* [YOUR GOAL]
Across all the records, filter for lines with the word "filename" and copy them.

* [SOURCE MATERIAL]
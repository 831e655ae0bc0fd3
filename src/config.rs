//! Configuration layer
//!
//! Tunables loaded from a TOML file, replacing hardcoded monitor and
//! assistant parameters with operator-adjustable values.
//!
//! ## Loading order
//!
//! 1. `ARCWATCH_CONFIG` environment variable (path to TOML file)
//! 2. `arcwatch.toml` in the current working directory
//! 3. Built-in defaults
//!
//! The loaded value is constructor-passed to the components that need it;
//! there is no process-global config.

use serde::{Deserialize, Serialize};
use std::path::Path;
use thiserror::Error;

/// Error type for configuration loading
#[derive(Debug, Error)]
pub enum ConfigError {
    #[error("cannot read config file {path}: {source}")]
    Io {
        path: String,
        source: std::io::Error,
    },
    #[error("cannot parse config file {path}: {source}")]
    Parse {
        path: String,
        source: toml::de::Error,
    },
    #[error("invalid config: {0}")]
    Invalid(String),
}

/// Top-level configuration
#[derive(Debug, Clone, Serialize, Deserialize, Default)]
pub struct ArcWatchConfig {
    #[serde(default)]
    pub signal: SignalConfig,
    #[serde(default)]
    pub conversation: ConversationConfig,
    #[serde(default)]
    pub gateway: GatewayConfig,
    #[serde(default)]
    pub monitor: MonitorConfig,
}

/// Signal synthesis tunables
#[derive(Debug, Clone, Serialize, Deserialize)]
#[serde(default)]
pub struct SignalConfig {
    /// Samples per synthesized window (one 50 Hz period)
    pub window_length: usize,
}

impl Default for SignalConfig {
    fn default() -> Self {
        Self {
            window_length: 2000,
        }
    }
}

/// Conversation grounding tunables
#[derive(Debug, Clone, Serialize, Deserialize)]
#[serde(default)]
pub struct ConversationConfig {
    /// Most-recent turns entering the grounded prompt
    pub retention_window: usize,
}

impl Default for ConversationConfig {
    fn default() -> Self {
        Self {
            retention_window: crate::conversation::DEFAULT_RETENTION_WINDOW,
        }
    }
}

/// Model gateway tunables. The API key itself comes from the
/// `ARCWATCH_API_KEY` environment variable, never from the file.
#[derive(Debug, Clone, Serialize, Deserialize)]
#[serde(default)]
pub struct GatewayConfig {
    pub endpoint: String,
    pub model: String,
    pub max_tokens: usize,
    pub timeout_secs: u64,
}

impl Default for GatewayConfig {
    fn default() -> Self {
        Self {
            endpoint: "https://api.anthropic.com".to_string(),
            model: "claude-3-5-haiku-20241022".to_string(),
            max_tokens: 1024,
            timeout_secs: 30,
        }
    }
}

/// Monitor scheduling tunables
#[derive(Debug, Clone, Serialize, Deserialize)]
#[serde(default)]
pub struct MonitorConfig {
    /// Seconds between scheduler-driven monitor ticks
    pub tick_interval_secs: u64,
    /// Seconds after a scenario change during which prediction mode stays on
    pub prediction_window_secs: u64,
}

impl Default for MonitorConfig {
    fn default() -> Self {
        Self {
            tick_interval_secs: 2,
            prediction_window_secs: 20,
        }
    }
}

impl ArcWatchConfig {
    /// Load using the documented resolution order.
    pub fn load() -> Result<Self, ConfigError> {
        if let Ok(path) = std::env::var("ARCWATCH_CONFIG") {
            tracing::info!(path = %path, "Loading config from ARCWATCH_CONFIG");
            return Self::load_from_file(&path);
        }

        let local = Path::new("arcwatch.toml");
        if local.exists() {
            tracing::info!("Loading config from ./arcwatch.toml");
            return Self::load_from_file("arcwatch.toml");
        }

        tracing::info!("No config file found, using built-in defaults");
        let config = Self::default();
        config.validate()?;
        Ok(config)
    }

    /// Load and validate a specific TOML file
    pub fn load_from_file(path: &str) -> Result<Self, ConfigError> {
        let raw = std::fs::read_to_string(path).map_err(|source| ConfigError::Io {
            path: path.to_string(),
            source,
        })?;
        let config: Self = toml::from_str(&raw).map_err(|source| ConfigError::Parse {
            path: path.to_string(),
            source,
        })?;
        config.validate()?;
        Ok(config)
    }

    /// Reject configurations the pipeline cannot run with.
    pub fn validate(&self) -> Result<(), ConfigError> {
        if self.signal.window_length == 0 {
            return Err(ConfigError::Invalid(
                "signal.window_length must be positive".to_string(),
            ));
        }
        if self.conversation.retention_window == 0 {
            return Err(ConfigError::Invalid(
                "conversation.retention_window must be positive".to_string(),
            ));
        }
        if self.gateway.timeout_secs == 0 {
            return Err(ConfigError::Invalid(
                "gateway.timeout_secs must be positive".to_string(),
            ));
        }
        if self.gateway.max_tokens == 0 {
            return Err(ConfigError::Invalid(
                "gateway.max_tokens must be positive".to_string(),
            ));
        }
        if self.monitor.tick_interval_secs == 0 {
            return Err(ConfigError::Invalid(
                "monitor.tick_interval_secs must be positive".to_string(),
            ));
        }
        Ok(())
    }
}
* * *
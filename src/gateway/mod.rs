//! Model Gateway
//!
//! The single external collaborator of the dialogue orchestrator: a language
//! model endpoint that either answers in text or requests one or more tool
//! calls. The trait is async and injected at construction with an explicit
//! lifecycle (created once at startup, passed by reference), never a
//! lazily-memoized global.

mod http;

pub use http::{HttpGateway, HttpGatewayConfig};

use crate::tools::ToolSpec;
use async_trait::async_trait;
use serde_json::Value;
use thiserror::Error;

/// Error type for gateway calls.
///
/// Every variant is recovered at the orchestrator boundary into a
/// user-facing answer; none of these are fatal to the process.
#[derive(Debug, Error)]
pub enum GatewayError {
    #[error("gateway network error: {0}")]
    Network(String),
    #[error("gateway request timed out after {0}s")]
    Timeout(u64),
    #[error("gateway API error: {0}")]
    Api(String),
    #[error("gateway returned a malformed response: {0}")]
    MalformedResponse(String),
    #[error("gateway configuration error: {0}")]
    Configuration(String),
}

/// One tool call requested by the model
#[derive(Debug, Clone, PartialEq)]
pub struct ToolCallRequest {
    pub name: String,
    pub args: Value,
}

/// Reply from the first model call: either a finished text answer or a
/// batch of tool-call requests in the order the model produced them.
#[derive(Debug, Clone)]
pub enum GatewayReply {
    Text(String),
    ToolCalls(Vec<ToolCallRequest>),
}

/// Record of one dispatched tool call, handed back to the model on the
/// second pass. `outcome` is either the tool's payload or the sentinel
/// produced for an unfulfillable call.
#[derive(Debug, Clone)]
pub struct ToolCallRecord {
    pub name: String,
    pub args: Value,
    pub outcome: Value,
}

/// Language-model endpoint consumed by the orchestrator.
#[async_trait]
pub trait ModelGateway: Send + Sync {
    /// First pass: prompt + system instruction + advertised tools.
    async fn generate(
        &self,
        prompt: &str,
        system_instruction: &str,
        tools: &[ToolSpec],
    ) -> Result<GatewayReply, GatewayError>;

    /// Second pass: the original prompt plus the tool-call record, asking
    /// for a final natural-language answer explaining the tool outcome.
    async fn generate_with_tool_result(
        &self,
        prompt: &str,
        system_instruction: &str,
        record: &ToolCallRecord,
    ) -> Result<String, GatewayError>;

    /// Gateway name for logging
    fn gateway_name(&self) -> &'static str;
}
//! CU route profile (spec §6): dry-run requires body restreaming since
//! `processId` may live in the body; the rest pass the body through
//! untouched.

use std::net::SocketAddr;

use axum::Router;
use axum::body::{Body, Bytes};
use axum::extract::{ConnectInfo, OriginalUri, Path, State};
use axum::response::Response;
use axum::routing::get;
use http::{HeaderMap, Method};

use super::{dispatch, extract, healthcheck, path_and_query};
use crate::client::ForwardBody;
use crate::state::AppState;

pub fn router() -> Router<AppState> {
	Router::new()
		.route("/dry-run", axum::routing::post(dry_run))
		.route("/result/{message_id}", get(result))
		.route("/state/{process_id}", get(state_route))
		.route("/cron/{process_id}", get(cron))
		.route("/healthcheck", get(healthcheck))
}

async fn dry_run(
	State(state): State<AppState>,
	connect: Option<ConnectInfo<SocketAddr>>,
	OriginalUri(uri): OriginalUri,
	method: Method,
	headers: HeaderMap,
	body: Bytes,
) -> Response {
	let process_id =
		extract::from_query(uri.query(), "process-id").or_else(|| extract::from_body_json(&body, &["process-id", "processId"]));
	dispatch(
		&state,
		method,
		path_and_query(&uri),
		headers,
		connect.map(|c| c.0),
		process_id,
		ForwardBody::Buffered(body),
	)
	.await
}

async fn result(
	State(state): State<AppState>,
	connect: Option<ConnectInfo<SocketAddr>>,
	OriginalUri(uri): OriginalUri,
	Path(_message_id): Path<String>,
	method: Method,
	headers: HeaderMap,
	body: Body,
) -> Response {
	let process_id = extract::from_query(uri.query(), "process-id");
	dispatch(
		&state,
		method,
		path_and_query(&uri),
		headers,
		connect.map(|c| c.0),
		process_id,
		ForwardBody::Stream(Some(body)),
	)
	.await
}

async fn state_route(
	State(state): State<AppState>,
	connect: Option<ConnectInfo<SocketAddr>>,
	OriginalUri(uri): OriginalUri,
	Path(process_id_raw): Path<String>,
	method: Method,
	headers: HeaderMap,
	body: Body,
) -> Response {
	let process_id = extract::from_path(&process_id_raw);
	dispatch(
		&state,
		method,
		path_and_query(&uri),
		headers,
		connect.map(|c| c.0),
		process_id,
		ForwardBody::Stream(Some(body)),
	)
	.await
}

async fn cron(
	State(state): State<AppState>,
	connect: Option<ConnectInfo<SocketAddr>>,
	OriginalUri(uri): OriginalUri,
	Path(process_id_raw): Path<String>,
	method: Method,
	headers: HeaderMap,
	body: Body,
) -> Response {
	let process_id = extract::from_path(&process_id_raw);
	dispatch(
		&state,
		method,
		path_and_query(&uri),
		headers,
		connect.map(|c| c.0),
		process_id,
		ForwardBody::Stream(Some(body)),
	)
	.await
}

* [SOLUTION TO THIS EXERCISE]
filename src/config.rs
filename src/gateway/mod.rs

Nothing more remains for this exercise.